What is the coefficient of thermal expansion of real gases in terms of temperature and pressure Is there an equation for the coefficient of thermal expansion of real gases. If there is, what is it then? because I tried to use Peng Robinson equation of state, by substituting it's equation in terms of volume, I was getting into a mess.
 A: All equations of state (Van-der-Wall, clapeyron, the one you cited) are particular cases of the most general equation, the virial equation.
https://en.wikipedia.org/wiki/Virial_expansion (1)
Notice that there are an infinite number of gases, with different chemical properties. What you want, a general equation for all gases, is pratically impossible. You need to adjust the equations you know for each gas, comparing the set of parameters that best fit the behaviour of a real gas with the predict by (1)
A: 
Is there an equation for the coefficient of thermal expansion of real gases.

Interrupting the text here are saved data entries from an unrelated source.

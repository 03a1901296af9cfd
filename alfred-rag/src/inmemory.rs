//! In-memory vector index using cosine similarity.
//!
//! [`InMemoryIndex`] keeps embedded chunks in a `HashMap` behind a
//! `tokio::sync::RwLock`. It is the reference backend for development and
//! tests; production deployments plug a real index in behind the
//! [`VectorIndex`] trait.

use std::collections::HashMap;
use std::hash::{DefaultHasher, Hash, Hasher};

use async_trait::async_trait;
use tokio::sync::RwLock;

use crate::document::{DocChunk, Hit};
use crate::error::Result;
use crate::vectorstore::VectorIndex;

/// An in-memory [`VectorIndex`] using cosine similarity for search.
///
/// Entries are keyed by a hash of `text + source`, so re-ingesting the same
/// chunk overwrites its previous entry instead of duplicating it.
#[derive(Debug, Default)]
pub struct InMemoryIndex {
    entries: RwLock<HashMap<u64, Entry>>,
}

#[derive(Debug)]
struct Entry {
    chunk: DocChunk,
    embedding: Vec<f32>,
}

impl InMemoryIndex {
    /// Create a new empty index.
    pub fn new() -> Self {
        Self::default()
    }

    /// Number of stored entries.
    pub async fn len(&self) -> usize {
        self.entries.read().await.len()
    }

    /// Whether the index holds no entries.
    pub async fn is_empty(&self) -> bool {
        self.entries.read().await.is_empty()
    }

    /// Remove every stored entry.
    pub async fn clear(&self) {
        self.entries.write().await.clear();
    }
}

/// Stable identity for a stored chunk: same text from the same source maps
/// to the same slot.
fn entry_id(chunk: &DocChunk) -> u64 {
    let mut hasher = DefaultHasher::new();
    chunk.text.hash(&mut hasher);
    chunk.meta_str("source").unwrap_or_default().hash(&mut hasher);
    hasher.finish()
}

/// Cosine similarity of two vectors; 0.0 when either has zero magnitude.
fn cosine_similarity(a: &[f32], b: &[f32]) -> f32 {
    let dot: f32 = a.iter().zip(b.iter()).map(|(x, y)| x * y).sum();
    let norm_a: f32 = a.iter().map(|x| x * x).sum::<f32>().sqrt();
    let norm_b: f32 = b.iter().map(|x| x * x).sum::<f32>().sqrt();
    if norm_a == 0.0 || norm_b == 0.0 {
        return 0.0;
    }
    dot / (norm_a * norm_b)
}

#[async_trait]
impl VectorIndex for InMemoryIndex {
    async fn store(&self, batch: &[(DocChunk, Vec<f32>)]) -> Result<bool> {
        if batch.is_empty() {
            return Ok(false);
        }
        let mut entries = self.entries.write().await;
        for (chunk, embedding) in batch {
            entries.insert(
                entry_id(chunk),
                Entry { chunk: chunk.clone(), embedding: embedding.clone() },
            );
        }
        Ok(true)
    }

    async fn search(&self, vector: &[f32], k: usize) -> Result<Vec<Hit>> {
        if vector.is_empty() {
            return Ok(Vec::new());
        }

        let entries = self.entries.read().await;
        let mut scored: Vec<(f32, &Entry)> = entries
            .values()
            .map(|entry| (cosine_similarity(&entry.embedding, vector), entry))
            .collect();
        scored.sort_by(|a, b| b.0.partial_cmp(&a.0).unwrap_or(std::cmp::Ordering::Equal));
        scored.truncate(k);

        Ok(scored
            .into_iter()
            .map(|(similarity, entry)| Hit {
                text: entry.chunk.text.clone(),
                metadata: entry.chunk.metadata.clone(),
                distance: 1.0 - similarity,
            })
            .collect())
    }
}
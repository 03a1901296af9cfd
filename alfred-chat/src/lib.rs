//! # alfred-chat
//!
//! Conversational turn orchestration for the Alfred document assistant.
//!
//! An [`Assistant`] wraps the retrieval pipeline with the two-tier memory
//! model: each [`ask`](Assistant::ask) runs a linear per-turn state machine —
//! [`Generate`](TurnState::Generate) produces the reply with the user's
//! long-term profile and retrieved context injected, then
//! [`WriteMemory`](TurnState::WriteMemory) re-extracts the profile from the
//! updated history before the turn completes.
//!
//! # Example
//!
//! ```rust,ignore
//! use alfred_chat::Assistant;
//!
//! let assistant = Assistant::builder()
//!     .pipeline(pipeline)
//!     .llm(model)
//!     .profiles(Arc::new(InMemoryProfileStore::new()))
//!     .extractor(Arc::new(LlmProfileExtractor::new(model)))
//!     .build()?;
//!
//! let reply = assistant.ask("What does the warranty cover?", None).await?;
//! println!("{} (session {})", reply.response, reply.session_id);
//! ```

pub mod assistant;
pub mod error;
pub mod turn;

pub use assistant::{AskResponse, Assistant, AssistantBuilder, ChatConfig};
pub use error::{ChatError, Result};
pub use turn::TurnState;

If you have an expression for the volume $V$, you can use the definition of the thermal expansion coefficient $\alpha$ as the relative increase in volume with increasing temperature $T$ at constant pressure $P$:
$$\alpha\equiv\frac{1}{V}\left(\frac{\partial V}{\partial T}\right)_P.$$
If you have an expression for the entropy $S$, you can use a Maxwell relation:
$$\alpha\equiv\frac{1}{V}\left(\frac{\partial V}{\partial T}\right)_P=-\frac{1}{V}\left(\frac{\partial S}{\partial P}\right)_T.$$
If you have an energy potential such as the Gibbs free energy, you can relate that to the volume and proceed:
$$\alpha\equiv\frac{1}{V}\left(\frac{\partial V}{\partial T}\right)_P=\frac{1}{V}\left(\frac{\partial^2 G}{\partial P\,\partial T}\right)=\frac{1}{V}\left(\frac{\partial^2 G}{\partial T\,\partial P}\right),$$
where the last term of course is the source of the Maxwell relation above, as $S\equiv-\left(\frac{\partial G}{\partial T}\right)_P$.
If you have the compressibility factor $Z=\frac{nRT}{PV}$, you can apply that:
$$\alpha\equiv\frac{1}{V}\left(\frac{\partial V}{\partial T}\right)_P=\frac{1}{T}\left[1+\frac{T}{Z}\left(\frac{\partial Z}{\partial T}\right)_P\right]=\frac{1}{T}\left[1+T\left(\frac{\partial \ln Z}{\partial T}\right)_P\right],$$
which is exactly the approach used in Pratt, "Thermodynamic Properties Involving Derivatives Using the Peng-Robinson Equation of State," Chemical Engineering Education, 35(2), 112-115 (2001), to find the thermal expansion coefficient for the Peng–Robinson gas (too intricate an expression to bother retyping).